I research computational methods in ecological data, specifically Metagenetic and Metabarcoding, associating community structure with the environment, as well as looking rare and pathogenic species in large amounts of data.
environmental variables influencing sample to sample simularity
K-mer comparison methods that estimate distances between gnomic data can be used to generate environmental sample to sample distances in both metagenomic and metabarcoding applications. A pair-wise matrix of distances can be clustered via hierarchical methods. This De novo clustering of k-mer derived distances may describe the community structure of such samples, and may correlate with the environment. Such is the case with data correlated with soil measurements in the Atacama desert or data of shipping ports with sampling location from around the world.

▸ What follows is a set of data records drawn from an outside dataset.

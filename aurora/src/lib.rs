//! Aurora: an asynchronous best-first search bot for guideline Tetris.
//!
//! The bot owns a search tree behind a coarse lock. Client commands mutate
//! it directly; one or more worker threads repeatedly lease the most
//! promising frontier leaf, expand it off-lock (move generation plus
//! evaluation), and attach the result. A requested move is answered as
//! soon as the root has a committable child and the node minimum is met;
//! answering advances the root and reclaims the rest of the tree.

use std::collections::VecDeque;
use std::panic::{self, AssertUnwindSafe};
use std::sync::Arc;
use std::thread::JoinHandle;

use arrayvec::ArrayVec;
use enumset::EnumSet;
use game::tetris::movegen::{InputList, MovementMode};
use game::tetris::{BitBoard, GameState, PieceKind, PieceState, SevenBag, SpawnRule, SpinKind};
use parking_lot::{Condvar, Mutex};
use serde::{Deserialize, Serialize};

pub mod eval;
mod tree;

use eval::{Evaluator, Standard};
use tree::SearchTree;

#[derive(Copy, Clone, Debug, Serialize, Deserialize)]
#[serde(default)]
pub struct Options {
    pub mode: MovementMode,
    pub spawn_rule: SpawnRule,
    pub use_hold: bool,
    pub speculate: bool,
    pub pcloop: Option<PcPriority>,
    /// Expansions required in the current tree before a move is answered.
    pub min_nodes: u32,
    /// Lifetime cap on expansions.
    pub max_nodes: u32,
    pub threads: u32,
}

impl Default for Options {
    fn default() -> Self {
        Options {
            mode: MovementMode::ZeroG,
            spawn_rule: SpawnRule::Row19Or20,
            use_hold: true,
            speculate: true,
            pcloop: None,
            min_nodes: 0,
            max_nodes: 4_000_000_000,
            threads: 1,
        }
    }
}

/// What a perfect-clear-hunting configuration should optimize for.
#[derive(Copy, Clone, Debug, Eq, PartialEq, Serialize, Deserialize)]
#[serde(rename_all = "snake_case")]
pub enum PcPriority {
    Fastest,
    #[serde(rename = "attack")]
    HighestAttack,
}

/// A committed move: final placement, hold toggle, and a replayable input
/// path from the spawn state.
#[derive(Clone, Debug)]
pub struct Move {
    pub hold: bool,
    pub inputs: InputList,
    pub expected: PieceState,
}

#[derive(Clone, Debug)]
pub struct Info {
    pub nodes: u32,
    pub depth: u32,
    /// Rank of the committed move among the root's children when they
    /// were generated.
    pub original_rank: u32,
    /// Principal variation from the committed move onwards.
    pub plan: Vec<PlanStep>,
}

#[derive(Clone, Debug)]
pub struct PlanStep {
    pub kind: PieceKind,
    pub spin: SpinKind,
    pub cells: [(i8, i8); 4],
    /// Rows the placement clears, bottom-up.
    pub cleared: ArrayVec<i32, 4>,
}

#[derive(Debug)]
pub enum Poll {
    Provided(Move, Info),
    Waiting,
    Dead,
}

/// Handle to a running bot. Dropping it shuts the worker threads down and
/// releases the tree.
pub struct AuroraBot {
    shared: Arc<Shared>,
    workers: Vec<JoinHandle<()>>,
}

struct Shared {
    sync: Mutex<BotSync>,
    work: Condvar,
    results: Condvar,
    eval: Box<dyn Evaluator>,
    options: Options,
}

struct BotSync {
    tree: SearchTree,
    pending: Option<u32>,
    answers: VecDeque<(Move, Info)>,
    dead: bool,
    shutdown: bool,
}

impl AuroraBot {
    /// Launches worker threads over an empty board, empty queue and a
    /// full bag.
    pub fn launch(options: Options, weights: Standard) -> Self {
        Self::launch_from(GameState::new(), options, weights)
    }

    /// As `launch`, but starting mid-game from a supplied field, bag
    /// remainder, hold piece and scoring state. `combo` is the
    /// client-visible consecutive-clear count.
    pub fn launch_with_board(
        options: Options,
        weights: Standard,
        field: &[[bool; 10]; 40],
        bag: EnumSet<PieceKind>,
        hold: Option<PieceKind>,
        b2b: bool,
        combo: u32,
    ) -> Self {
        // a full mask is the same bag state as the internal empty set
        let bag = if bag == EnumSet::all() {
            EnumSet::empty()
        } else {
            bag
        };
        let state = GameState {
            board: BitBoard::from_rows(field),
            hold,
            queue: VecDeque::new(),
            bag: SevenBag(bag),
            b2b,
            combo: combo as i32 - 1,
        };
        Self::launch_from(state, options, weights)
    }

    fn launch_from(state: GameState, options: Options, mut weights: Standard) -> Self {
        if let Some(priority) = options.pcloop {
            weights.bias_for_pc(priority);
        }
        let shared = Arc::new(Shared {
            sync: Mutex::new(BotSync {
                tree: SearchTree::new(state, options),
                pending: None,
                answers: VecDeque::new(),
                dead: false,
                shutdown: false,
            }),
            work: Condvar::new(),
            results: Condvar::new(),
            eval: Box::new(weights),
            options,
        });
        let workers = (0..options.threads.max(1))
            .map(|index| {
                let shared = shared.clone();
                std::thread::Builder::new()
                    .name(format!("aurora-worker-{index}"))
                    .spawn(move || worker(&shared, index))
                    .expect("worker thread")
            })
            .collect();
        AuroraBot { shared, workers }
    }

    /// Appends one known upcoming piece. Under speculation the piece is
    /// expected to be in the bag; a mismatch refills the bag first.
    pub fn add_next_piece(&self, piece: PieceKind) {
        let mut sync = self.shared.sync.lock();
        if sync.dead {
            return;
        }
        sync.tree.add_piece(piece);
        self.shared.refresh(&mut sync);
        self.shared.work.notify_all();
    }

    /// Asks for a move to be committed as soon as the gating conditions
    /// allow. At most one request is outstanding; a newer one replaces an
    /// unanswered older one.
    pub fn request_next_move(&self, incoming: u32) {
        let mut sync = self.shared.sync.lock();
        if sync.dead {
            return;
        }
        sync.pending = Some(incoming);
        self.shared.refresh(&mut sync);
        self.shared.work.notify_all();
    }

    pub fn poll_next_move(&self) -> Poll {
        let mut sync = self.shared.sync.lock();
        if let Some((mv, info)) = sync.answers.pop_front() {
            return Poll::Provided(mv, info);
        }
        if sync.dead {
            Poll::Dead
        } else {
            Poll::Waiting
        }
    }

    /// Waits for the requested move; None means the bot is dead.
    pub fn block_next_move(&self) -> Option<(Move, Info)> {
        let mut sync = self.shared.sync.lock();
        loop {
            if let Some(answer) = sync.answers.pop_front() {
                return Some(answer);
            }
            if sync.dead {
                return None;
            }
            self.shared.results.wait(&mut sync);
        }
    }

    /// Barrier reset: replaces the field and scoring state, keeps the
    /// queue and hold, and discards the pending request along with any
    /// undelivered answer. `combo` is the client-visible count.
    pub fn reset(&self, field: &[[bool; 10]; 40], b2b: bool, combo: u32) {
        let mut sync = self.shared.sync.lock();
        if sync.dead {
            return;
        }
        sync.tree.reset(field, b2b, combo);
        sync.pending = None;
        sync.answers.clear();
        self.shared.work.notify_all();
    }

    pub fn is_dead(&self) -> bool {
        self.shared.sync.lock().dead
    }
}

impl Drop for AuroraBot {
    fn drop(&mut self) {
        {
            let mut sync = self.shared.sync.lock();
            sync.shutdown = true;
        }
        self.shared.work.notify_all();
        self.shared.results.notify_all();
        for handle in self.workers.drain(..) {
            handle.join().ok();
        }
    }
}

impl Shared {
    /// After any tree mutation: surface death, or answer the pending
    /// request once the root has a committable child and the node minimum
    /// is met.
    fn refresh(&self, sync: &mut BotSync) {
        if sync.dead {
            return;
        }
        if sync.tree.is_dead() {
            sync.dead = true;
            self.results.notify_all();
            return;
        }
        let Some(incoming) = sync.pending else { return };
        if !sync.tree.min_reached(self.options.min_nodes) {
            return;
        }
        let Some(candidates) = sync.tree.root_candidates() else {
            return;
        };
        let choice = self.eval.pick_move(&candidates, incoming);
        let answer = sync.tree.commit(candidates[choice].node);
        sync.pending = None;
        sync.answers.push_back(answer);
        self.results.notify_all();
        // the root moved; the frontier was rebuilt under it
        self.work.notify_all();
    }
}

fn worker(shared: &Shared, index: u32) {
    eprintln!("aurora: worker {index} up");
    let outcome = panic::catch_unwind(AssertUnwindSafe(|| work_loop(shared)));
    if outcome.is_err() {
        let mut sync = shared.sync.lock();
        sync.dead = true;
        shared.results.notify_all();
        shared.work.notify_all();
        eprintln!("aurora: worker {index} panicked; bot is dead");
    }
}

fn work_loop(shared: &Shared) {
    loop {
        let job = {
            let mut sync = shared.sync.lock();
            loop {
                if sync.shutdown {
                    return;
                }
                if sync.dead || sync.tree.at_node_limit() {
                    shared.work.wait(&mut sync);
                    continue;
                }
                match sync.tree.lease() {
                    Some(job) => break job,
                    None => shared.work.wait(&mut sync),
                }
            }
        };

        let result = tree::think(&job, &shared.options, &*shared.eval);

        let mut sync = shared.sync.lock();
        if sync.shutdown {
            return;
        }
        sync.tree.apply(&job, result);
        shared.refresh(&mut sync);
        shared.work.notify_all();
    }
}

Some of the algorithms that can be leveraged to do this, like those using sketching (as is the case with Mash), suffix trees, or de Bruijn graphs show increased speed over original methods. Such methods can also be used to determine the presence or absence of a targeted species, as is shown with the search for the yeast C. Neoformans in 12634 18S metagenomic datasets. Available methods in k-mer analysis can be used in metagenomic and metabarcoding studies for the determination of significant subsets and for the presence absence of particular species.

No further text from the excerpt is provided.